Hello, friends,

      Yes, the news from Japan has slowed a bit lately. Maybe things over here are starting to seem normal to me. Nahhh, that's not it. I did manage to be sick for two weeks (missed four days of school), but I'm back in form now. Exactly what form may be debatable, but it's roughly the one I started out in.
      There really hasn't been any news. I'm still having a great time at work, and I still love my kids. One of the great benefits of poor language skills is that not understanding adds to the mystery of everything around me. Today, I came in expecting to team-teach three classes, and, instead, I found myself climbing around a 45 ton truck with a hundred or so 12 year-olds. I missed any discussion last week of the fact that there were no classes today for the first-year kids (seventh graders), their day instead consisting of testing and then a field trip to a dam construction site (no, I didn't forget the final "n") way up in the mountains. Unless someone specifically tells me something, I don't know about it, even if it's been discussed in front of me a dozen times and posted on the bulletin board for a month. I was thrilled to see that for the big projects the Japanese (at least these Japanese) had bought a lot of VERY EXPENSIVE American construction equipment (although the stuff said "Caterpillar" all over it, I thought it wise to ask one of the workers where it was made before telling everyone it was American stuff--he seemed stunned that I could say anything in Japanese). My fellow teachers and the students seemed surprised that all of this huge stuff wasn't Japanese. For reference, a Caterpillar 773D 45 ton dump truck runs about $800,000 and the matching 39 foot long front end loader will set you back a bit over a million and a half bucks. A slightly larger dump truck goes for about a million two, and various other pieces of impressive Cat machinery can be bought for about a half million apiece. These prices are VERY IMPRESSIVE in yen (¥175,000,000 for the front-end loader). Shipping and handling must also be a big hit in the wallet.

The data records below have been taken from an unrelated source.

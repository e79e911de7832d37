//! End-to-end runs of the two plotting pipelines.

use crate::coordinates::CoordinateSet;
use crate::digraph::{GraphSummary, PathGraph};
use crate::layout::LayoutSettings;
use crate::path_log::{read_paths, ExtractionReport};
use crate::renderer::{
    CoordinatePlotRenderer, GraphRenderer, NetworkGraphRenderer, NetworkScene, NetworkStyle,
    PlotStyle,
};
use netvis_common::Result;
use netvis_config::{CoordPlotConfig, PathGraphConfig};
use std::path::Path;
use tracing::info_span;

/// What a path graph run produced
#[derive(Debug, Clone)]
pub struct PathGraphOutcome {
    pub report: ExtractionReport,
    pub summary: GraphSummary,
}

/// Read `config.input`, plot it and write `config.output`
pub fn run_coordinate_plot(config: &CoordPlotConfig) -> Result<CoordinateSet> {
    let _span = info_span!("coordinate_plot", input = %config.input).entered();

    let set = CoordinateSet::load(&config.input)?;
    CoordinatePlotRenderer::new().render_to_file(
        &set,
        &PlotStyle::from(config),
        Path::new(&config.output),
    )?;
    Ok(set)
}

/// Read `config.input`, build and lay out the path graph and write `config.output`
pub fn run_path_graph(config: &PathGraphConfig) -> Result<PathGraphOutcome> {
    let _span = info_span!("path_graph", input = %config.input).entered();

    let report = read_paths(&config.input)?;
    let graph = PathGraph::from_paths(&report.paths);
    let summary = graph.summary();

    let scene = NetworkScene::build(graph, &LayoutSettings::from(&config.layout));
    NetworkGraphRenderer::new().render_to_file(
        &scene,
        &NetworkStyle::from(config),
        Path::new(&config.output),
    )?;

    Ok(PathGraphOutcome { report, summary })
}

      Almost as interesting as the dam were the ways the kids found to keep themselves amused. Once we were issued helmets and big booklets, I discovered we had the tools for a time-honored local game. Rock-paper-scissors ("jun-ken-pon," usually just called "junken") is a religion here. Where aggressive indecision is considered good taste, it provides an impersonal way of making decisions. In any group of thirty Japanese (and I'm not sure that this applies only to children), there will be at any point in time at least four games of junken going on. I'm convinced that junken games in the Diet are the only reason there's no Japanese C-SPAN. Sometimes it's just for amusement. Today's helmet and booklet version works as follows: two players sit facing each other with a helmet and a booklet rolled up into a club between them; they junken; the loser at Junken then tries to put on the helmet before his opponent wacks him on the head with the booklet. I later observed that, even lacking the accoutrements of the game, just wacking someone near you on the head is considered entertainment. I watched one girl exchange fairly vicious wacks with the girl across the aisle from her for about twenty minutes on the bus ride home (no helmets--the wackee would just sit there through a certain number of wacks, then start wacking the other girl, who would then just sit there--this was completely fascinating to me). I also (as a teacher) felt compelled to observe the one boy who seemed to find it endlessly amusing to stretch the clear plastic sickness bag over his head, intervening only when his friends decided to pull out a sharp pen and draw eyes on the plastic over his real eyes--which on a jolting bus didn't seem terribly bright to me. Other than that, I'd just look over every so often to see if the little putz was turning blue; it eventually occurred to him to poke himself an airhole over his mouth. You ever wonder who that warning about not letting infants play with bags was meant for? Come to Takefu. He's 12 years old.
      That's it. It's lovely here in the fall, but still no glorious fall colors, even though it's mid-November and the nights frequently approach freezing. There's quite a bit of muted color, greenish yellows and rusts, but very little flamboyant red or yellow and almost no purple--most of the trees are still green. Still, it might be glorious when it comes, unless it's just more of the muted colors we have now. Japan's supposed to famous for fall colors, especially around here, so we'll see. So far, Vermont's not getting nervous. Hell, New Jersey's not getting nervous. It is gorgeous in its own way, though, and the light and the air are wonderful for tramping about on the mountains. Next weekend, if it's nice, I want to climb a mountain on a peninsula near here--the mountain pretty much is the peninsula, with steep dropoffs to the sea on three sides. That's if all my friends aren't too hung over from a big party in Fukui-shi Friday night.